- Records provided -
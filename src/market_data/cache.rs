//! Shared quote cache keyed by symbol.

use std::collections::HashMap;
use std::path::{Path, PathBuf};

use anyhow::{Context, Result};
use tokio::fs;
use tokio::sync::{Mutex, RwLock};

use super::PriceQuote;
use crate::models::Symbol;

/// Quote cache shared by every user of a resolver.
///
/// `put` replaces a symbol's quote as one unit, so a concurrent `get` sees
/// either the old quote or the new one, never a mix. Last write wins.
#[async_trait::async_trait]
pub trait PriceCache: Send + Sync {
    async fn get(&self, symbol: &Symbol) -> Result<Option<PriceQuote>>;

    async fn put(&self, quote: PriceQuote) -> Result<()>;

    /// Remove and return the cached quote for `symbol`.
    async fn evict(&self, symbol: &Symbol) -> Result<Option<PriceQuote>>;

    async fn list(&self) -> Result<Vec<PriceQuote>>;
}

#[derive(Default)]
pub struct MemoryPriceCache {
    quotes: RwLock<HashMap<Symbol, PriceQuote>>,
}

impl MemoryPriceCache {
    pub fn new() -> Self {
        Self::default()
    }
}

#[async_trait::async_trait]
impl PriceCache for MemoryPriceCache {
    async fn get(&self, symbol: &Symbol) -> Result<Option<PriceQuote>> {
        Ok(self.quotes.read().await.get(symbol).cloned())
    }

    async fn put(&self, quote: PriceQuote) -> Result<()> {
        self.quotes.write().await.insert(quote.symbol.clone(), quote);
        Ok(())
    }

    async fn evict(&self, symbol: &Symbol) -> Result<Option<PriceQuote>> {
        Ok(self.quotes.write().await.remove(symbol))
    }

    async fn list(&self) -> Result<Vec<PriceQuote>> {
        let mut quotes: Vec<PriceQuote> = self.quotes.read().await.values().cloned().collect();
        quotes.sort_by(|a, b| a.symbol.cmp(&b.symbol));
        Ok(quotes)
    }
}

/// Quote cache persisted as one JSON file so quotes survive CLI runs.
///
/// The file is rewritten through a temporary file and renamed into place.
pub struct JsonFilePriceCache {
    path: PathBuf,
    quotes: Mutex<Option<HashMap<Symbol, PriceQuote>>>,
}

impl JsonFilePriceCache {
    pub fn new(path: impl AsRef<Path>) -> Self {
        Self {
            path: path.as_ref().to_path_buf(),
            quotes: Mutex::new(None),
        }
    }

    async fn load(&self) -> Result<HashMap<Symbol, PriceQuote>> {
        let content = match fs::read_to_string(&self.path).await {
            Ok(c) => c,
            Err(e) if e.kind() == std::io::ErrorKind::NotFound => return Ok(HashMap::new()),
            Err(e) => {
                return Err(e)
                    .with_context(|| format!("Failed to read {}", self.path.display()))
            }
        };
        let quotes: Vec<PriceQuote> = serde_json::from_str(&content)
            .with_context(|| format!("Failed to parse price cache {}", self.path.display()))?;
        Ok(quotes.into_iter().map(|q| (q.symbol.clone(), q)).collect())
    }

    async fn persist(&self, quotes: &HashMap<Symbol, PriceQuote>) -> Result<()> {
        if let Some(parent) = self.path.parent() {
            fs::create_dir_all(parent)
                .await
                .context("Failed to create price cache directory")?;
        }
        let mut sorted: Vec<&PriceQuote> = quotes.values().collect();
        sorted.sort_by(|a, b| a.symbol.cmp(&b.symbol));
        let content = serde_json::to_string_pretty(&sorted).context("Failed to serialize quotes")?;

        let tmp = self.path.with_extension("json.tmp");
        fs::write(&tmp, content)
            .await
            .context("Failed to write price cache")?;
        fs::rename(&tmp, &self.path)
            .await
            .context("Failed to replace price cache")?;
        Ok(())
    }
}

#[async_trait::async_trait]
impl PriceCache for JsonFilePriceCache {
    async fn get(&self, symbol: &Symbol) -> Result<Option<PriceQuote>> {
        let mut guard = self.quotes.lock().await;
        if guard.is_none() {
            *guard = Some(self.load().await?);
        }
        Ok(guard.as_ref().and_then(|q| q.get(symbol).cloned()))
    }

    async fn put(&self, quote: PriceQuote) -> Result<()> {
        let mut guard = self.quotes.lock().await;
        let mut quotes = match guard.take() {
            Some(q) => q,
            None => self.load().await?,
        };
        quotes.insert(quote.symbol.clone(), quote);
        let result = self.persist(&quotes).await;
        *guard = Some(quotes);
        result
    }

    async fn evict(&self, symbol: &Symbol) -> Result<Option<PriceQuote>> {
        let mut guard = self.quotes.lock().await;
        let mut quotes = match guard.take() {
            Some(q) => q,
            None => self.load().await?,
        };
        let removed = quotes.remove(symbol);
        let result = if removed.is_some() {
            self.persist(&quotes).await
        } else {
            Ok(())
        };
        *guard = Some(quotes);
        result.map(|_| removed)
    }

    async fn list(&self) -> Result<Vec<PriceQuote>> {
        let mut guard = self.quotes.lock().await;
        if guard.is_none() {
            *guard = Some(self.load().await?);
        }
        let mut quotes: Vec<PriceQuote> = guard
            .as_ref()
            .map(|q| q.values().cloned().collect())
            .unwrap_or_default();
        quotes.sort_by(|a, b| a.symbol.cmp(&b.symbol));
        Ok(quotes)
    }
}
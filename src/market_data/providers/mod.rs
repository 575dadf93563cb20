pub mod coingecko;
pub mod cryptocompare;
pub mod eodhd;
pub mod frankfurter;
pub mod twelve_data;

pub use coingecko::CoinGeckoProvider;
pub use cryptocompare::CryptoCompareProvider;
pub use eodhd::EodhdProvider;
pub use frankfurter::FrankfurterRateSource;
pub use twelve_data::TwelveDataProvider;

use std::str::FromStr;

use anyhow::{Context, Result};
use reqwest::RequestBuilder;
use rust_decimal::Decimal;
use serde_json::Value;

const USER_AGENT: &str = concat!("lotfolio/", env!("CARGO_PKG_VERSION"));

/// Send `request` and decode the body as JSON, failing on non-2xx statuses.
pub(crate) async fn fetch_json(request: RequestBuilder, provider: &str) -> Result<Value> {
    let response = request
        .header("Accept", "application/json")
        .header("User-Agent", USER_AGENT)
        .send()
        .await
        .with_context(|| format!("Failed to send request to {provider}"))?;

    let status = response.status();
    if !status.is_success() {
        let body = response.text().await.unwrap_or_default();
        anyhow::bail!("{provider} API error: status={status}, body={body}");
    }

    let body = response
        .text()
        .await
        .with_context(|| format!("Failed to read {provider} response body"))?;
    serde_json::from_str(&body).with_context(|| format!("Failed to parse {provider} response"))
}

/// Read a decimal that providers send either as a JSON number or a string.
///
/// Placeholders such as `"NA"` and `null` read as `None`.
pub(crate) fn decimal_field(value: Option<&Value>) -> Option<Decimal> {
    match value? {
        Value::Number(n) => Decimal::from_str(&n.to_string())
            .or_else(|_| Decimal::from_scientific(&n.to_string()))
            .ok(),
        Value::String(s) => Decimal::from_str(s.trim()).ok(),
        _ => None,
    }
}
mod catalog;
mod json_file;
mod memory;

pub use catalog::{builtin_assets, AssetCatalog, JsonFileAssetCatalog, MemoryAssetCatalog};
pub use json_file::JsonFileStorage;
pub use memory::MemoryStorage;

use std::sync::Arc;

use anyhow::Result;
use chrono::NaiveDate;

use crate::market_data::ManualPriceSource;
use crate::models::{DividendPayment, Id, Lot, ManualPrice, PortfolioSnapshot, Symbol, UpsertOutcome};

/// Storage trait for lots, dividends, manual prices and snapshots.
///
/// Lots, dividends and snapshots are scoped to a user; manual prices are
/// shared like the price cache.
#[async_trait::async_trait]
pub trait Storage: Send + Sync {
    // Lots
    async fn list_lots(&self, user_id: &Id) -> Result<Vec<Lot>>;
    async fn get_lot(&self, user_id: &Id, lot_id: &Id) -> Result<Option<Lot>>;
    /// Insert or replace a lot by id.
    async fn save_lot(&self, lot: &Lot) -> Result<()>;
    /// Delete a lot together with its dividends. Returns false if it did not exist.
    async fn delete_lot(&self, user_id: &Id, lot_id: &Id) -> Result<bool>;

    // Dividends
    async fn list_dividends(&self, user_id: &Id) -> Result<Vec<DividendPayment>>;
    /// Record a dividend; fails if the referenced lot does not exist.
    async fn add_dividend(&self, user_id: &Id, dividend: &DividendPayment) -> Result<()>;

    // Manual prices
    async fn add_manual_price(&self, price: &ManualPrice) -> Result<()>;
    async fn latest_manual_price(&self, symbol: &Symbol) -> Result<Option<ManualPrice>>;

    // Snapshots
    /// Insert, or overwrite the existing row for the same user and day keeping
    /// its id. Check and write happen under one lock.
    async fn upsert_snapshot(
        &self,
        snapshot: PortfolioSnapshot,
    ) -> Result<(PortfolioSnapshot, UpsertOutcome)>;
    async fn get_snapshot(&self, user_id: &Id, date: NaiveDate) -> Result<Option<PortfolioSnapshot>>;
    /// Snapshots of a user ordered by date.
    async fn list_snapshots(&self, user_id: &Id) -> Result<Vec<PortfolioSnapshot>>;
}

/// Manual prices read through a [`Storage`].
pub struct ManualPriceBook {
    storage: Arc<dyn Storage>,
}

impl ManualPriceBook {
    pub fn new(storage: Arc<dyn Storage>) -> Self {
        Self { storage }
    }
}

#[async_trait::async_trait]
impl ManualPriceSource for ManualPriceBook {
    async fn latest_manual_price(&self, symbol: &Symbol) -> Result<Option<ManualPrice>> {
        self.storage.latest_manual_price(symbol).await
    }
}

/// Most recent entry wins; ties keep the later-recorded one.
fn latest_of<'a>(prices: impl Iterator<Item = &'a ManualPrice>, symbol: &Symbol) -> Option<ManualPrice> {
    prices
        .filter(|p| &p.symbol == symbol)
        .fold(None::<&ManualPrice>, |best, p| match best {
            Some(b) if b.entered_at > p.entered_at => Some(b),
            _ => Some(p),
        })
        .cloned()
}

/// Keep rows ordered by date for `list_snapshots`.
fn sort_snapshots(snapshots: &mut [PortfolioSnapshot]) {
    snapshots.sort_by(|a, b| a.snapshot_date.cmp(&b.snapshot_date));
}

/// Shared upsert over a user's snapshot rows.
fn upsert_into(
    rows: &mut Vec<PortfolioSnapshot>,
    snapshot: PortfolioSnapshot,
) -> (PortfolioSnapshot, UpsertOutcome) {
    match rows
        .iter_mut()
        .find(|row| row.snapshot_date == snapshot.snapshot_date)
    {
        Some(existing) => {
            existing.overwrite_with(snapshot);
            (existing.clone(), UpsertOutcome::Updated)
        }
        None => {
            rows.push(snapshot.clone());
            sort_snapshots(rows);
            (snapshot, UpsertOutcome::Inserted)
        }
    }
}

- Exercise aim -
Give back exactly the lines from the first line of the records through the line holding "get(&self, symbol: &Symbol) -> Result<Option<PriceQuote>>;", including both of those lines and leaving out all others.

- Answer space -
filename src/market_data/cache.rs
//! Shared quote cache keyed by symbol.

use std::collections::HashMap;
use std::path::{Path, PathBuf};

use anyhow::{Context, Result};
use tokio::fs;
use tokio::sync::{Mutex, RwLock};

use super::PriceQuote;
use crate::models::Symbol;

/// Quote cache shared by every user of a resolver.
///
/// `put` replaces a symbol's quote as one unit, so a concurrent `get` sees
/// either the old quote or the new one, never a mix. Last write wins.
#[async_trait::async_trait]
pub trait PriceCache: Send + Sync {
    async fn get(&self, symbol: &Symbol) -> Result<Option<PriceQuote>>;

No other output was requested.